Thursday, 15 August 2013

Ariel

Ariel
Ariel is a spirit that is servant to Prospero, who rescued Ariel from a tree that he was imprisoned within a tree by the witch Sycorax. Ariel is most often considered a male character, but this is not indisputable and changes often depending on the director of the play. Ariel is most often compared to to Caliban within the play as the characters bear the most similarities. In his liking for mischievousness, Ariel is also similar to Puck.  Although we see at the beginning and throughout the play that Ariel is affectionate towards his master, we soon learn that he his not a servant by nature, and that he is working towards his freedom by aiding Prospero in his amoral plot.
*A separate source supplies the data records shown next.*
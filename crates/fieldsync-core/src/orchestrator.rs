//! Background synchronization.
//!
//! The orchestrator drains the durable queue in priority order whenever
//! connectivity, power and the operator allow it. Sessions never overlap:
//! a trigger that arrives while one is running is refused. The scheduling
//! loop started by [`SyncOrchestrator::start`] runs due [`Scheduler`] jobs
//! (periodic sync and update retries) and reacts to triggers and to the
//! device coming back online.

use std::collections::{HashSet, VecDeque};
use std::sync::atomic::{AtomicBool, Ordering};
use std::sync::{Arc, Mutex, PoisonError};
use std::time::Duration;

use futures::future::join_all;
use serde::Serialize;
use tokio::sync::mpsc;
use tokio::task::JoinHandle;
use tokio::time::Instant;

use crate::config::SyncSettings;
use crate::conflict::{ConflictEngine, DetectionInput};
use crate::connectivity::ConnectivityMonitor;
use crate::db::SqliteSessionRepository;
use crate::error::{Error, Result};
use crate::events::{Observers, Subscription};
use crate::exchange::{ExchangeAck, ExchangeError, ServerExchange};
use crate::models::{
    ConflictStatus, ConnectivityStatus, EntityType, Payload, QueueItem, QueueItemId,
    QueueStatus, ResolutionStrategy, SessionErrorKind, SessionId, SessionStatus, SyncSession,
};
use crate::scheduler::{ScheduledJob, Scheduler};
use crate::services::{QueueService, QueueSummary, Store};
use crate::tracker::UpdateTracker;

/// Services a session reads from and writes to
#[derive(Clone)]
pub struct SyncServices {
    pub store: Store,
    pub queue: QueueService,
    pub conflicts: ConflictEngine,
    pub tracker: UpdateTracker,
    pub scheduler: Scheduler,
}

/// Progress after one item of a session
#[derive(Debug, Clone, PartialEq, Eq, Serialize)]
pub struct SyncProgress {
    pub session_id: SessionId,
    /// Items processed so far, including unreadable entries
    pub completed: u32,
    pub succeeded: u32,
    pub failed: u32,
    pub remaining: usize,
    pub current_item: QueueItemId,
    /// Rolling-average estimate; absent until an item has been timed
    pub estimated_remaining_ms: Option<u64>,
}

/// Snapshot of the orchestrator for status displays
#[derive(Debug, Clone, PartialEq, Serialize)]
pub struct SyncStatus {
    pub is_running: bool,
    pub is_paused: bool,
    pub is_enabled: bool,
    pub can_sync: bool,
    /// Why a sync would be refused right now
    pub unavailable_reason: Option<String>,
    pub connectivity: ConnectivityStatus,
    /// Next periodic session (Unix ms)
    pub next_scheduled_sync: Option<i64>,
    pub last_session: Option<SyncSession>,
    pub queue: QueueSummary,
}

#[derive(Debug, Clone, PartialEq)]
pub enum SyncEvent {
    Progress(SyncProgress),
    /// Fired for every closed session
    Completed(SyncSession),
    /// Fired before `Completed` when a session closes as failed
    Failed { session: SyncSession, error: String },
}

type ProgressHandler = Box<dyn Fn(&SyncProgress) + Send + Sync>;
type SessionHandler = Box<dyn Fn(&SyncSession) + Send + Sync>;
type SessionErrorHandler = Box<dyn Fn(&SyncSession, &str) + Send + Sync>;

#[derive(Default)]
pub struct SyncCallbacks {
    pub on_progress: Option<ProgressHandler>,
    pub on_complete: Option<SessionHandler>,
    pub on_error: Option<SessionErrorHandler>,
}

struct SyncState {
    running: AtomicBool,
    paused: AtomicBool,
    enabled: AtomicBool,
    last_session: Mutex<Option<SyncSession>>,
}

/// Clears the running flag when a session ends, however it ends
struct RunningGuard<'a>(&'a AtomicBool);

impl Drop for RunningGuard<'_> {
    fn drop(&mut self) {
        self.0.store(false, Ordering::SeqCst);
    }
}

#[derive(Clone)]
pub struct SyncOrchestrator {
    services: SyncServices,
    exchange: Arc<dyn ServerExchange>,
    connectivity: Arc<dyn ConnectivityMonitor>,
    settings: SyncSettings,
    state: Arc<SyncState>,
    events: Observers<SyncEvent>,
}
Over the years, Ariel has been (and still is) played by both male and female characters. In Shakespeare's time, there were now actresses on stage, meaning that young male characters would often play the parts of female characters which was seen as perfectly acceptable to an Elizabethan audience. Which means that the character of Ariel would have to have been played by a boy, regardless of the original sex of that character, which could have blurred the sex of the character in the many future adaptations to come, although Ariel has been sexed in two scenes of the play :

1. A stage direction refers to Ariel with a male pronoun:  "Thunder and lightning. Enter Ariel, like a harpy, claps his wings upon the table" 
2. Ariel refers to himself with the male pronoun: "All hail, great master! grave sir, hail! I come.. to thy strong bidding task Ariel and all his quality"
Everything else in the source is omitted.